Orwell’s 1984 holds an odd place. Its main ideas have completely permeated mainstream political discourse, and it is brief and easy to read. Words like “Big Brother,” “thoughtcrime,” and “doublethink” are frequently used by people who have never read the book from which they originate. Not everyone hasn’t read it, which isn’t always the issue. They have occasionally done so, but they have so firmly imposed their own politics on it that a version of the book that supports their preconceived notions has taken the place of the original text. That could be a completely different kind of not reading.
It’s difficult to ignore the intriguing message this phenomenon conveys about the social role of literature. These kinds of books serve as cultural indicators of intelligence, seriousness, and a particular kind of ambition. To that signaling, reading them—truly reading them—is optional. Pride and Prejudice topped the list of 412 books that participants in a Book Riot survey of 828 readers admitted to faking, closely followed by Ulysses and Moby-Dick. That survey was notably honest. It’s not as common as it ought to be.
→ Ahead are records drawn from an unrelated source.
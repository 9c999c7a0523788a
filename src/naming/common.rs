use snafu::Snafu;

#[derive(Snafu, Debug)]
#[snafu(visibility = "pub")]
pub enum NamingError {
    /// Failed to construct the HTTP client.
    #[snafu(display("Failed to build HTTP client for naming server. Error={}", source))]
    Connect { source: reqwest::Error },

    /// No naming server configured.
    #[snafu(display("No naming server configured"))]
    NoServers {},

    /// Transport-level failure while talking to a naming server.
    #[snafu(display("Request to naming server {} failed. Error={}", url, source))]
    HttpRequest { url: String, source: reqwest::Error },

    /// Naming server answered with a non-success status.
    #[snafu(display(
        "Naming server {} responded with status {}: '{}'",
        url,
        status,
        body
    ))]
    HttpStatus {
        url: String,
        status: u16,
        body: String,
    },

    /// Failed to decode naming server's response.
    #[snafu(display("Failed to decode response from {}. Error={}", url, source))]
    DecodeResponse {
        url: String,
        source: serde_json::Error,
    },

    /// Failed to serialize value to JSON.
    #[snafu(display("Failed to serialize value. Error={}", source))]
    SerializeValue { source: serde_json::Error },

    /// No instance matches the selection criteria.
    #[snafu(display("Instance list for service {} is empty", service))]
    EmptyInstanceList { service: String },

    /// Failed to persist service info on disk.
    #[snafu(display("Failed to write cache file '{}'. Error={}", path, source))]
    CacheWrite {
        path: String,
        source: std::io::Error,
    },
}

impl NamingError {
    /// Whether the request should be retried against another server.
    pub(crate) fn is_retriable(&self) -> bool {
        match self {
            NamingError::HttpRequest { .. } => true,
            NamingError::HttpStatus { status, .. } => *status >= 500,
            _ => false,
        }
    }
}

/// Beat acknowledged.
pub const BEAT_OK: i32 = 10200;
/// Instance behind the beat is unknown to the server and must be registered again.
pub const RESOURCE_NOT_FOUND: i32 = 20404;

pub const DEFAULT_BEAT_INTERVAL_MS: u64 = 5000;
pub const DEFAULT_TIMEOUT_MS: u64 = 10000;
pub const DEFAULT_CACHE_MILLIS: u64 = 10000;
pub const DEFAULT_CONTEXT_PATH: &str = "/nacos";
pub const DEFAULT_SERVER_PORT: u16 = 8848;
There isn’t a clear treatment for this. These are the novels that draw pretense because of their reputation, which contributes to their difficulty and makes claiming them worthwhile. Quietly acknowledging, at least in private, that difficulty isn’t failure and that a book that is only partially or poorly read is still more engaging than one that is just mentioned could be helpful. Joyce wrote Ulysses over a period of seven years. It might not be totally unreasonable to ask readers to devote seven weeks to it.
Chloe Olliver is senior editor at vclib.org, where she leads editorial coverage of literary criticism, political commentary, cultural analysis, and the evolving relationship between literature and public life across New York City and beyond. With a career spanning the intersection of literary journalism, political commentary, and educational publishing, Chloe brings both rigorous research discipline, in-depth knowledge, experience, and an accessible editorial voice to subjects that most readers find thought-provoking and culturally significant.